Kyuri Jo

PhD Candidate
Department of Computer Science & Engineering

Seoul National University

Kyuri Jo is a PhD candidate at the Department of Computer Science and Engineering at Seoul National University. She has focused on analyzing time-series with machine learning techniques since she joined Bio and Health Informatics Lab in 2013. Her first approach to analyze biological pathway (network) with time series gene expression data successfully elucidated different mechanism of drought-resistant rice (Methods, 2014). She expanded her work to consider regulators of the dynamic network and the paper was accepted at the top conference and journal (ISMB 2016; Bioinformatics, 2016) in the fields of Bioinformatics. She has been involved in several biological research projects such as xenotransplantation and obesity researches to apply her algorithms for more effective and accurate follow-up studies. Kyuri's recent honors include a Naver Ph.D. fellowship in 2017 for her outstanding research performance in the field of computer science and the ISMB travel fellowship from ISMB 2016 for her Bioinformatics paper.

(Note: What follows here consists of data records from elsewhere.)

//! Publish/subscribe hub for auth state changes.
//!
//! Every registration owns an unbounded FIFO channel drained by its own
//! delivery task. The task first resolves the initial state supplied at
//! subscribe time and delivers it as [`AuthChangeEvent::InitialSession`];
//! events emitted in the meantime wait in the channel behind it. Listeners
//! are independent of each other: each sees every event in emission order,
//! with no ordering across listeners.

use crate::types::{AuthChangeEvent, AuthStateChange, Session};
use parking_lot::Mutex;
use std::collections::HashMap;
use std::future::Future;
use std::sync::atomic::{AtomicBool, Ordering};
use std::sync::{Arc, Weak};
use tokio::sync::mpsc;
use tracing::{debug, trace};
use uuid::Uuid;

struct ListenerEntry {
    sender: mpsc::UnboundedSender<AuthStateChange>,
    removed: Arc<AtomicBool>,
}

#[derive(Default)]
struct EventBusInner {
    listeners: Mutex<HashMap<Uuid, ListenerEntry>>,
}

/// Fan-out of auth state changes to registered listeners.
#[derive(Clone, Default)]
pub struct EventBus {
    inner: Arc<EventBusInner>,
}

impl EventBus {
    pub fn new() -> Self {
        Self::default()
    }

    /// Register a listener.
    ///
    /// `initial` resolves the session to report as `InitialSession`; it runs
    /// on the listener's delivery task, so this call never blocks. Must be
    /// called from within a tokio runtime.
    pub fn subscribe<F, Fut>(&self, listener: F, initial: Fut) -> ListenerRegistration
    where
        F: Fn(&AuthStateChange) + Send + Sync + 'static,
        Fut: Future<Output = Option<Session>> + Send + 'static,
    {
        let id = Uuid::new_v4();
        let (sender, receiver) = mpsc::unbounded_channel();
        let removed = Arc::new(AtomicBool::new(false));

        self.inner.listeners.lock().insert(
            id,
            ListenerEntry {
                sender,
                removed: removed.clone(),
            },
        );
        debug!(listener_id = %id, "Auth listener registered");

        tokio::spawn(deliver(listener, initial, receiver, removed.clone()));

        ListenerRegistration {
            id,
            bus: Arc::downgrade(&self.inner),
            removed,
        }
    }

    /// Register a channel-backed listener.
    pub fn changes<Fut>(&self, initial: Fut) -> AuthStateChanges
    where
        Fut: Future<Output = Option<Session>> + Send + 'static,
    {
        let (sender, receiver) = mpsc::unbounded_channel();
        let registration = self.subscribe(
            move |change| {
                let _ = sender.send(change.clone());
            },
            initial,
        );
        AuthStateChanges {
            receiver,
            registration,
        }
    }

    /// Queue an event for every registered listener.
    pub fn emit(&self, event: AuthChangeEvent, session: Option<Session>) {
        let change = AuthStateChange { event, session };
        let listeners = self.inner.listeners.lock();
        trace!(event = ?change.event, listeners = listeners.len(), "Emitting auth event");
        for entry in listeners.values() {
            let _ = entry.sender.send(change.clone());
        }
    }

    pub fn listener_count(&self) -> usize {
        self.inner.listeners.lock().len()
    }

    /// Remove every registration.
    pub fn clear(&self) {
        let drained: Vec<ListenerEntry> = self.inner.listeners.lock().drain().map(|(_, e)| e).collect();
        for entry in &drained {
            entry.removed.store(true, Ordering::SeqCst);
        }
        if !drained.is_empty() {
            debug!(count = drained.len(), "Auth listeners cleared");
        }
    }
}

async fn deliver<F, Fut>(
    listener: F,
    initial: Fut,
    mut receiver: mpsc::UnboundedReceiver<AuthStateChange>,
    removed: Arc<AtomicBool>,
) where
    F: Fn(&AuthStateChange),
    Fut: Future<Output = Option<Session>>,
{
    let session = initial.await;
    if removed.load(Ordering::SeqCst) {
        return;
    }
    listener(&AuthStateChange {
        event: AuthChangeEvent::InitialSession,
        session,
    });

    while let Some(change) = receiver.recv().await {
        if removed.load(Ordering::SeqCst) {
            break;
        }
        listener(&change);
    }
}

/// Handle for a registered listener.
///
/// `remove()` stops delivery and may be called any number of times.
/// Dropping the handle does not unregister the listener.
#[derive(Clone)]
pub struct ListenerRegistration {
    id: Uuid,
    bus: Weak<EventBusInner>,
    removed: Arc<AtomicBool>,
}

impl ListenerRegistration {
    pub fn id(&self) -> Uuid {
        self.id
    }

    pub fn remove(&self) {
        if self.removed.swap(true, Ordering::SeqCst) {
            return;
        }
        if let Some(bus) = self.bus.upgrade() {
            bus.listeners.lock().remove(&self.id);
        }
        debug!(listener_id = %self.id, "Auth listener removed");
    }

    pub fn is_removed(&self) -> bool {
        self.removed.load(Ordering::SeqCst)
    }
}

impl std::fmt::Debug for ListenerRegistration {
    fn fmt(&self, f: &mut std::fmt::Formatter<'_>) -> std::fmt::Result {
        f.debug_struct("ListenerRegistration")
            .field("id", &self.id)
            .field("removed", &self.is_removed())
            .finish()
    }
}

/// Receiver side of a channel-backed listener. Unregisters itself on drop.
pub struct AuthStateChanges {
    receiver: mpsc::UnboundedReceiver<AuthStateChange>,
    registration: ListenerRegistration,
}

impl AuthStateChanges {
    /// Next change, or `None` once the listener has been removed.
    pub async fn recv(&mut self) -> Option<AuthStateChange> {
        if self.registration.is_removed() {
            return self.receiver.try_recv().ok();
        }
        self.receiver.recv().await
    }

    pub fn registration(&self) -> &ListenerRegistration {
        &self.registration
    }
}

impl Drop for AuthStateChanges {
    fn drop(&mut self) {
        self.registration.remove();
    }
}

#[cfg(test)]
mod tests {
    use super::*;
    use std::time::Duration;

    fn collector() -> (
        Arc<Mutex<Vec<AuthChangeEvent>>>,
        impl Fn(&AuthStateChange) + Send + Sync + 'static,
    ) {
        let events = Arc::new(Mutex::new(Vec::new()));
        let sink = events.clone();
        (events, move |change: &AuthStateChange| sink.lock().push(change.event))
    }

    async fn settle() {
        for _ in 0..10 {
            tokio::task::yield_now().await;
        }
    }

    #[tokio::test]
    async fn test_initial_session_is_first() {
        let bus = EventBus::new();
        let (events, listener) = collector();

        let _registration = bus.subscribe(listener, async { None });
        bus.emit(AuthChangeEvent::SignedIn, None);
        bus.emit(AuthChangeEvent::TokenRefreshed, None);
        settle().await;

        assert_eq!(
            *events.lock(),
            vec![
                AuthChangeEvent::InitialSession,
                AuthChangeEvent::SignedIn,
                AuthChangeEvent::TokenRefreshed
            ]
        );
    }

    #[tokio::test(start_paused = true)]
    async fn test_events_during_slow_initial_state_are_buffered() {
        let bus = EventBus::new();
        let (events, listener) = collector();

        let _registration = bus.subscribe(listener, async {
            tokio::time::sleep(Duration::from_secs(5)).await;
            None
        });
        bus.emit(AuthChangeEvent::SignedOut, None);
        settle().await;
        assert!(events.lock().is_empty());

        tokio::time::sleep(Duration::from_secs(6)).await;
        settle().await;
        assert_eq!(
            *events.lock(),
            vec![AuthChangeEvent::InitialSession, AuthChangeEvent::SignedOut]
        );
    }

    #[tokio::test]
    async fn test_late_subscriber_gets_initial_session_once() {
        let bus = EventBus::new();
        let (first_events, first) = collector();
        let _first = bus.subscribe(first, async { None });
        bus.emit(AuthChangeEvent::SignedIn, None);
        bus.emit(AuthChangeEvent::TokenRefreshed, None);
        settle().await;

        let (second_events, second) = collector();
        let _second = bus.subscribe(second, async { None });
        bus.emit(AuthChangeEvent::SignedOut, None);
        settle().await;

        assert_eq!(first_events.lock().len(), 4);
        assert_eq!(
            *second_events.lock(),
            vec![AuthChangeEvent::InitialSession, AuthChangeEvent::SignedOut]
        );
    }

    #[tokio::test]
    async fn test_remove_is_idempotent_and_stops_delivery() {
        let bus = EventBus::new();
        let (events, listener) = collector();
        let registration = bus.subscribe(listener, async { None });
        settle().await;

        registration.remove();
        registration.remove();
        assert!(registration.is_removed());
        assert_eq!(bus.listener_count(), 0);

        bus.emit(AuthChangeEvent::SignedIn, None);
        settle().await;
        assert_eq!(*events.lock(), vec![AuthChangeEvent::InitialSession]);
    }

    #[tokio::test]
    async fn test_remove_after_bus_dropped() {
        let bus = EventBus::new();
        let registration = bus.subscribe(|_| {}, async { None });
        drop(bus);
        registration.remove();
        assert!(registration.is_removed());
    }

    #[tokio::test]
    async fn test_clear_removes_all_listeners() {
        let bus = EventBus::new();
        let first = bus.subscribe(|_| {}, async { None });
        let second = bus.subscribe(|_| {}, async { None });
        assert_eq!(bus.listener_count(), 2);

        bus.clear();
        assert_eq!(bus.listener_count(), 0);
        assert!(first.is_removed());
        assert!(second.is_removed());
    }

    #[tokio::test]
    async fn test_changes_channel() {
        let bus = EventBus::new();
        let mut changes = bus.changes(async { None });
        bus.emit(AuthChangeEvent::UserUpdated, None);

        let first = changes.recv().await.unwrap();
        assert_eq!(first.event, AuthChangeEvent::InitialSession);
        assert!(first.session.is_none());
        let second = changes.recv().await.unwrap();
        assert_eq!(second.event, AuthChangeEvent::UserUpdated);

        drop(changes);
        assert_eq!(bus.listener_count(), 0);
    }
}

Network and Clustering Algorithms for the Analysis of Time Series Gene Expression Data

Expression levels of genes at the whole genome level can be useful for characterizing biological mechanisms. Especially, dynamic gene expression provides opportunities to understand how organisms react in specific conditions over time. However, analysis of time series gene expression data is challenging since existing methods need to be modified to consider the time dimension. In my doctoral study, I developed three new bioinformatics methods to analyze time series data in terms of network propagation. In the first study, TRAP is developed to extend the existing pathway analysis method, SPIA, for time series analysis and estimates statistical values to measure the dynamic propagation of signaling effect in the network (pathway). In the second study, TimeTP, a method to detect perturbed sub-network and regulators of the perturbation is developed. TimeTP first determines a set of perturbed sub-networks with genes connected to propagate expression changes over time by measuring cross-correlation. TimeTP extends the network to include upstream regulators of genes and evaluate the influence of regulators by influence maximization technique. In the final study, a method to infer cluster network for gene expression time series is proposed. This study aims to incorporate Gaussian process regression into the clustering process to predict unseen values of time series and provide more accurate clustering result. In addition, a network of clusters is generated by measuring similarity of expression patterns and biological functions between clusters.